一段と空気の温度が冷たくなった冬。
精神科病院の急性期病棟にも、静かな時間が流れていた。
桜井蕾は、日々忙しく働く中で、有澤先生への想いを募らせる。
しかし、彼との会話は、以前よりも減っていた。
それは、彼が多忙を極めているせいなのか、
それとも、自分との間に距離を感じているからなのか。
ある日、蕾は中庭の桜の木の下で、有澤先生がいつもみたいに一人佇んでいるのを見かけた。
「先生、お疲れ様です。」
蕾が声をかけると、有澤先生はゆっくりと振り向いた。
「ああ、桜井さん。休憩?」
「はい。ちょっと休もうかと。」
「そうか。僕もだよ。」
有澤先生は、かすかに微笑んだ。
その笑顔は、どこか遠くを見つめているようだった。
蕾は、彼の左手の薬指に嵌められた指輪に、再び目をやった。その指輪が今は二人の間の、見えない壁、いや蕾にとっては足枷となっている。
「先生、最近、お忙しいですか?あまりお話しする時間がなくて。」
蕾は、思い切って尋ねた。有澤先生は、少しの間、言葉を詰まらせた後、静かに答えた。
「うん、まあ、色々とね。
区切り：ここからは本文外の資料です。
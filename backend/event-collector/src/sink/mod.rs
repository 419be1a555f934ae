//! Idempotent sink
//!
//! Every write is safe to repeat: inserts skip rows whose `event_id` already
//! exists and the demographic upsert is keyed by `(user_id, source)`. A
//! duplicate is reported as zero affected rows, never as an error.

mod memory;
mod postgres;

pub use memory::InMemoryEventSink;
pub use postgres::{PgEventSink, MIGRATOR};

use crate::error::SinkResult;
use crate::records::{ProcessedEventRecord, RevenueTransaction, UserDemographicSnapshot};
use async_trait::async_trait;

#[async_trait]
pub trait EventSink: Send + Sync {
    /// Insert audit rows, skipping existing `event_id`s; returns rows inserted
    async fn insert_processed_events(&self, records: &[ProcessedEventRecord]) -> SinkResult<u64>;

    /// Insert-or-update by `(user_id, source)`
    ///
    /// A stored snapshot is only overwritten by an event at least as recent
    /// as its `last_event_at`. Callers pass at most one snapshot per key.
    async fn upsert_demographics(&self, snapshots: &[UserDemographicSnapshot]) -> SinkResult<u64>;

    /// Insert revenue rows, skipping existing `event_id`s; returns rows inserted
    async fn insert_revenue(&self, transactions: &[RevenueTransaction]) -> SinkResult<u64>;

    async fn health_check(&self) -> bool;
}
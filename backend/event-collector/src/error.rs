use idempotent_consumer::ProcessingError;
use thiserror::Error;

pub type SinkResult<T> = Result<T, SinkError>;

#[derive(Error, Debug)]
pub enum SinkError {
    #[error("Database error: {0}")]
    Database(#[from] sqlx::Error),

    #[error("Failed to encode raw payload of {event_id}: {source}")]
    Encode {
        event_id: String,
        #[source]
        source: serde_json::Error,
    },

    #[error("Sink unavailable: {0}")]
    Unavailable(String),
}

impl SinkError {
    /// Infrastructure failures that may succeed on redelivery
    pub fn is_transient(&self) -> bool {
        match self {
            SinkError::Database(e) => db_pool::is_transient(e),
            SinkError::Unavailable(_) => true,
            SinkError::Encode { .. } => false,
        }
    }
}

impl From<SinkError> for ProcessingError {
    fn from(err: SinkError) -> Self {
        if err.is_transient() {
            ProcessingError::transient(err.to_string())
        } else {
            ProcessingError::permanent(err.to_string())
        }
    }
}

#[cfg(test)]
mod tests {
    use super::*;

    #[test]
    fn test_pool_exhaustion_is_redelivered() {
        let err: ProcessingError = SinkError::Database(sqlx::Error::PoolTimedOut).into();
        assert!(err.is_retryable());

        let err: ProcessingError = SinkError::Unavailable("offline".into()).into();
        assert!(err.is_retryable());
    }

    #[test]
    fn test_data_errors_terminate() {
        let err: ProcessingError = SinkError::Database(sqlx::Error::RowNotFound).into();
        assert!(!err.is_retryable());
        assert!(matches!(err, ProcessingError::Permanent(_)));
    }
}
//! Report endpoints without a reachable database
//!
//! Filter validation happens before any query, so these run against a lazy
//! pool pointed at a closed port.

use actix_web::{http::StatusCode, test, web, App};
use prometheus::Registry;
use reporting_service::health::HealthResponse;
use reporting_service::{configure, AppState, ReportRepository};
use serde_json::Value;
use sqlx::postgres::PgPoolOptions;
use std::time::{Duration, Instant};

fn offline_state() -> web::Data<AppState> {
    let pool = PgPoolOptions::new()
        .acquire_timeout(Duration::from_millis(300))
        .connect_lazy("postgres://reporter@127.0.0.1:1/reports")
        .unwrap();

    web::Data::new(AppState {
        reports: ReportRepository::new(pool, 10),
        query_timeout: Duration::from_secs(2),
        registry: Registry::new(),
        started_at: Instant::now(),
    })
}

macro_rules! reporter_app {
    () => {
        test::init_service(App::new().app_data(offline_state()).configure(configure)).await
    };
}

#[actix_web::test]
async fn test_invalid_filters_are_rejected_before_querying() {
    let app = reporter_app!();

    let cases = [
        ("/reports/events?from=yesterday", "RFC 3339"),
        ("/reports/events?to=2025-13-01T00:00:00Z", "RFC 3339"),
        ("/reports/revenue?source=myspace", "unknown source"),
        ("/reports/events?funnelStage=middle", "unknown funnel stage"),
        (
            "/reports/demographics?from=2025-01-16T00:00:00Z&to=2025-01-15T00:00:00Z",
            "later than",
        ),
    ];

    for (uri, expected) in cases {
        let req = test::TestRequest::get().uri(uri).to_request();
        let resp = test::call_service(&app, req).await;
        assert_eq!(resp.status(), StatusCode::BAD_REQUEST, "{}", uri);

        let body: Value = test::read_body_json(resp).await;
        assert_eq!(body["success"], false);
        let error = body["error"].as_str().unwrap();
        assert!(error.starts_with("Invalid report filter: "), "{}", error);
        assert!(error.contains(expected), "{} -> {}", uri, error);
    }
}

#[actix_web::test]
async fn test_database_outage_is_reported_without_details() {
    let app = reporter_app!();

    let req = test::TestRequest::get()
        .uri("/reports/events?source=facebook")
        .to_request();
    let resp = test::call_service(&app, req).await;
    assert!(resp.status().is_server_error());

    let body: Value = test::read_body_json(resp).await;
    assert_eq!(body["success"], false);
    assert!(!body["error"].as_str().unwrap().contains("127.0.0.1"));
}

#[actix_web::test]
async fn test_health_reports_unreachable_database() {
    let app = reporter_app!();

    let req = test::TestRequest::get().uri("/health").to_request();
    let health: HealthResponse = test::call_and_read_body_json(&app, req).await;
    assert_eq!(health.status, "degraded");
    assert_eq!(health.dependencies.database, "disconnected");

    let req = test::TestRequest::get().uri("/health/readiness").to_request();
    let resp = test::call_service(&app, req).await;
    assert_eq!(resp.status(), StatusCode::SERVICE_UNAVAILABLE);

    let req = test::TestRequest::get().uri("/health/liveness").to_request();
    let resp = test::call_service(&app, req).await;
    assert_eq!(resp.status(), StatusCode::OK);
}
新しい症例も多いし。」
その言葉には、何か隠された意味があるような気がして、蕾の胸は締め付けられた。
有澤先生は、蕾の気持ちにどこまで気づいているのだろうか。
それとも、自分だけが、彼に特別な感情を抱いているのだろうか。
一方、有澤先生もまた、蕾への自身の気持ちに薄々気づき始めていた。
彼女の真面目で優しい人柄、患者への献身的な姿勢、そして時折見せる屈託のない笑顔。
その全てが、彼の心を惹きつけていた。
しかし、亡き妻への想いが、彼の心を縛り付けている。
二年前のあの日、妻は亡くなった。その悲しみは、今も彼の心に深く刻まれている。
蕾の存在が、その悲しみを少しずつ和らげてくれる一方で、罪悪感も密かに感じていたのだ。
「桜井さんは、いつも患者さんのことを第一に考えてる。すごいよ。」
有澤先生は、蕾の仕事ぶりを称賛した。
その言葉に、蕾は嬉しさを感じながらも、同時に、彼に本当の気持ちを伝えられない自分自身に、もどかしさを感じていた。
「ありがとうございます。でも、先生ほどじゃないです。」
「そんなことないよ。桜井さんの優しさはさ、患者さんたちにとって、何よりも大きな支えになってる。」
有澤先生は、そう言って、蕾の瞳をまっすぐに見つめた。
その視線に、蕾の心臓は早鐘を打った。
冬の冷たい風が、頬を撫でる。二人の間を吹き抜けていく。その風に乗って、蕾の想いが、有澤先生の元へと届かないだろうか。
蕾は、この募る想いを、どうすればいいのか、ただ立ち尽くすしかなかった。
有澤先生の隣で、彼女は静かに冬の空を見上げていた。